The shared legal service between Spelthorne Borough Council and Reigate & Banstead Borough Council came to an end last month after three years, it has emerged.
Spelthorne told Local Government Lawyer that an increase in legal work for recent property acquisitions meant it made sense for it to have its own in-house legal team.
Reigate & Banstead meanwhile said the cessation of the partnership would allow it to develop an alternative business structure and commercialise the service.
A spokeswoman for Spelthorne said: “The council has recently been heavily involved in property acquisitions to provide sustainable income streams to support the council’s revenue budget. In view of our increased work in this area we have concluded that we would now be better served by returning to having our own in-house legal team, rather than continuing with the legal partnership with Reigate & Banstead Borough Council.
“We will be working to ensure that this transition happens as smoothly as possible.”

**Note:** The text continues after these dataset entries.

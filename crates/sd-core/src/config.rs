use std::fmt;
use std::path::{Path, PathBuf};
use std::str::FromStr;

use anyhow::{Context, Result};
use serde::{Deserialize, Deserializer, Serialize};

use crate::error::CoreError;

/// Default analysis sample rate. Low on purpose: only the macro spectral shape matters.
pub const DEFAULT_SAMPLE_RATE: u32 = 2000;
/// Default duration cap in seconds.
pub const DEFAULT_MAX_DURATION_SECS: f32 = 60.0;
/// Default additive smoothing for [`ZeroBinPolicy::Smooth`].
pub const DEFAULT_SMOOTHING_EPSILON: f64 = 1e-10;

/// Traitement des bins d'amplitude nulle dans le calcul d'entropie relative.
///
/// # Example
/// ```
/// use sd_core::config::ZeroBinPolicy;
/// let policy: ZeroBinPolicy = "smooth".parse().unwrap();
/// assert_eq!(policy, ZeroBinPolicy::Smooth);
/// assert_eq!(ZeroBinPolicy::default(), ZeroBinPolicy::Skip);
/// ```
#[derive(Clone, Copy, Debug, Default, PartialEq, Eq, Serialize)]
#[serde(rename_all = "lowercase")]
pub enum ZeroBinPolicy {
    /// Drop bins where either spectrum is zero, compare over the common support.
    #[default]
    Skip,
    /// Add `epsilon` to every bin of both spectra before normalizing.
    Smooth,
    /// Fail on a zero reference bin facing a non-zero sample bin, or on silence.
    Strict,
}

impl FromStr for ZeroBinPolicy {
    type Err = CoreError;

    fn from_str(s: &str) -> Result<Self, Self::Err> {
        match s.to_ascii_lowercase().as_str() {
            "skip" => Ok(Self::Skip),
            "smooth" => Ok(Self::Smooth),
            "strict" => Ok(Self::Strict),
            _ => Err(CoreError::UnknownPolicy(s.to_string())),
        }
    }
}

/// Même règle que [`FromStr`] : insensible à la casse.
impl<'de> Deserialize<'de> for ZeroBinPolicy {
    fn deserialize<D: Deserializer<'de>>(deserializer: D) -> Result<Self, D::Error> {
        let name = String::deserialize(deserializer)?;
        name.parse().map_err(serde::de::Error::custom)
    }
}

impl fmt::Display for ZeroBinPolicy {
    fn fmt(&self, f: &mut fmt::Formatter<'_>) -> fmt::Result {
        let name = match self {
            Self::Skip => "skip",
            Self::Smooth => "smooth",
            Self::Strict => "strict",
        };
        f.write_str(name)
    }
}

/// Paramètres d'une comparaison, surchargeables à chaque appel.
///
/// # Example
/// ```
/// use sd_core::config::CompareParams;
/// let params = CompareParams::default();
/// assert_eq!(params.sample_rate, 2000);
/// assert_eq!(params.max_samples(), 120_000);
/// let short = CompareParams { max_duration_secs: 10.0, ..params };
/// assert_eq!(short.max_samples(), 20_000);
/// ```
#[derive(Clone, Copy, Debug, PartialEq)]
pub struct CompareParams {
    /// Common analysis sample rate in Hz.
    pub sample_rate: u32,
    /// Durée maximale analysée par signal, en secondes.
    pub max_duration_secs: f32,
    /// Zero-bin handling.
    pub zero_bins: ZeroBinPolicy,
    /// Additive smoothing, only read by [`ZeroBinPolicy::Smooth`].
    pub epsilon: f64,
}

impl Default for CompareParams {
    fn default() -> Self {
        Self {
            sample_rate: DEFAULT_SAMPLE_RATE,
            max_duration_secs: DEFAULT_MAX_DURATION_SECS,
            zero_bins: ZeroBinPolicy::Skip,
            epsilon: DEFAULT_SMOOTHING_EPSILON,
        }
    }
}

impl CompareParams {
    /// Cap on signal length: `sample_rate × max_duration_secs`, floored.
    #[must_use]
    pub fn max_samples(&self) -> usize {
        (f64::from(self.sample_rate) * f64::from(self.max_duration_secs)).floor() as usize
    }

    /// Reject parameters the pipeline cannot honour.
    ///
    /// # Errors
    /// Returns [`CoreError::InvalidParameter`] for a zero sample rate, a
    /// non-positive or non-finite duration, or a non-positive epsilon.
    ///
    /// # Example
    /// ```
    /// use sd_core::config::CompareParams;
    /// let bad = CompareParams { sample_rate: 0, ..CompareParams::default() };
    /// assert!(bad.validate().is_err());
    /// assert!(CompareParams::default().validate().is_ok());
    /// ```
    pub fn validate(&self) -> Result<(), CoreError> {
        if self.sample_rate == 0 {
            return Err(CoreError::InvalidParameter {
                name: "sample_rate",
                value: self.sample_rate.to_string(),
            });
        }
        if !self.max_duration_secs.is_finite() || self.max_duration_secs <= 0.0 {
            return Err(CoreError::InvalidParameter {
                name: "max_duration_secs",
                value: self.max_duration_secs.to_string(),
            });
        }
        if self.zero_bins == ZeroBinPolicy::Smooth
            && (!self.epsilon.is_finite() || self.epsilon <= 0.0)
        {
            return Err(CoreError::InvalidParameter {
                name: "smoothing_epsilon",
                value: self.epsilon.to_string(),
            });
        }
        Ok(())
    }
}

/// Configuration complète de specdiv.
///
/// Sérialisable en TOML. Chaque champ a une valeur par défaut saine.
///
/// # Example
/// ```
/// use sd_core::config::CompareConfig;
/// let config = CompareConfig::default();
/// assert_eq!(config.sample_rate, 2000);
/// assert_eq!(config.store_root.to_str(), Some("recordings"));
/// ```
#[derive(Clone, Debug, Deserialize, Serialize)]
pub struct CompareConfig {
    // === Comparaison ===
    /// Sample rate commun d'analyse (Hz).
    pub sample_rate: u32,
    /// Durée maximale analysée (s).
    pub max_duration_secs: f32,
    /// Politique des bins nuls.
    pub zero_bins: ZeroBinPolicy,
    /// Lissage additif pour `Smooth`.
    pub smoothing_epsilon: f64,

    // === Stockage ===
    /// Racine du catalogue d'enregistrements.
    pub store_root: PathBuf,
}

impl Default for CompareConfig {
    fn default() -> Self {
        Self {
            sample_rate: DEFAULT_SAMPLE_RATE,
            max_duration_secs: DEFAULT_MAX_DURATION_SECS,
            zero_bins: ZeroBinPolicy::Skip,
            smoothing_epsilon: DEFAULT_SMOOTHING_EPSILON,
            store_root: PathBuf::from("recordings"),
        }
    }
}

impl CompareConfig {
    /// Clamp all numeric fields to their valid ranges.
    /// Called after TOML deserialization to prevent out-of-range values.
    pub fn clamp_all(&mut self) {
        self.sample_rate = self.sample_rate.clamp(1, 384_000);
        if !self.max_duration_secs.is_finite() {
            self.max_duration_secs = DEFAULT_MAX_DURATION_SECS;
        }
        self.max_duration_secs = self.max_duration_secs.clamp(0.001, 3600.0);
        if !self.smoothing_epsilon.is_finite() {
            self.smoothing_epsilon = DEFAULT_SMOOTHING_EPSILON;
        }
        self.smoothing_epsilon = self.smoothing_epsilon.clamp(1e-300, 1.0);
    }

    /// Per-invocation parameters derived from this configuration.
    #[must_use]
    pub fn params(&self) -> CompareParams {
        CompareParams {
            sample_rate: self.sample_rate,
            max_duration_secs: self.max_duration_secs,
            zero_bins: self.zero_bins,
            epsilon: self.smoothing_epsilon,
        }
    }
}

/// Structure TOML intermédiaire pour désérialisation avec valeurs optionnelles.
#[derive(Deserialize)]
struct ConfigFile {
    compare: Option<CompareSection>,
    store: Option<StoreSection>,
}

/// Compare section of the TOML config, all fields optional for partial override.
#[derive(Deserialize)]
struct CompareSection {
    sample_rate: Option<u32>,
    max_duration_secs: Option<f32>,
    zero_bins: Option<ZeroBinPolicy>,
    smoothing_epsilon: Option<f64>,
}

/// Store section of the TOML config.
#[derive(Deserialize)]
struct StoreSection {
    root: Option<PathBuf>,
}

/// Charge un fichier TOML et fusionne avec les valeurs par défaut.
///
/// # Errors
/// Returns an error if the file cannot be read or parsed.
///
/// # Example
/// ```no_run
/// use sd_core::config::load_config;
/// use std::path::Path;
/// let config = load_config(Path::new("config/default.toml")).unwrap();
/// ```
pub fn load_config(path: &Path) -> Result<CompareConfig> {
    let content = std::fs::read_to_string(path)
        .with_context(|| format!("Impossible de lire {}", path.display()))?;
    parse_config(&content)
        .with_context(|| format!("Erreur de parsing TOML dans {}", path.display()))
}

/// Parse TOML text into a config, merged over the defaults.
///
/// # Errors
/// Returns an error if the text is not valid TOML for this schema.
///
/// # Example
/// ```
/// use sd_core::config::{parse_config, ZeroBinPolicy};
/// let config = parse_config("[compare]\nmax_duration_secs = 10.0\nzero_bins = \"Strict\"\n").unwrap();
/// assert_eq!(config.max_duration_secs, 10.0);
/// assert_eq!(config.zero_bins, ZeroBinPolicy::Strict);
/// assert_eq!(config.sample_rate, 2000);
/// ```
pub fn parse_config(content: &str) -> Result<CompareConfig> {
    let file: ConfigFile = toml::from_str(content)?;
    let mut config = CompareConfig::default();

    if let Some(c) = file.compare {
        if let Some(v) = c.sample_rate {
            config.sample_rate = v;
        }
        if let Some(v) = c.max_duration_secs {
            config.max_duration_secs = v;
        }
        if let Some(v) = c.zero_bins {
            config.zero_bins = v;
        }
        if let Some(v) = c.smoothing_epsilon {
            config.smoothing_epsilon = v;
        }
    }

    if let Some(s) = file.store {
        if let Some(v) = s.root {
            config.store_root = v;
        }
    }

    config.clamp_all();
    log::debug!(
        "Config : {} Hz, {} s max, bins nuls = {}",
        config.sample_rate,
        config.max_duration_secs,
        config.zero_bins
    );
    Ok(config)
}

John Jory, Chief Executive of Reigate & Banstead, said: “After nearly three beneficial years, our shared legal service with Spelthorne Borough Council came to an end on 31 March. With our plans to develop a commercial legal company with private sector partners gaining pace and Spelthorne focusing on developing its in-house legal service, both organisations agree it is sensible to end the arrangement.”
A meeting of Reigate & Banstead’s Executive last month (23 March) authorised the council’s acting head of legal to develop a commercial vehicle to deliver legal services.
A report prepared ahead of the meeting acknowledged that the local authority would create some immediate issues around staffing resources, with staff from Spelthorne no longer part of the service. The former head of the shared legal service, Michael Graham, is remaining with Spelthorne.
The report said external support would be utilised to develop a viable project to commercialise legal services during the 2017/2018 financial year.
The intention is for the proposed ABS/legal company to be costs neutral with the first two years and then revenue generative to the council in future years.
The report ruled out a new shared service. “The experience of the existing service has highlighted that both councils need to maintain a shared vision for legal services,” it said.
“However, the nature of local government and the wider public sector is one of continued and significant change. As a result, it is difficult to identify a partner for a long term shared service.”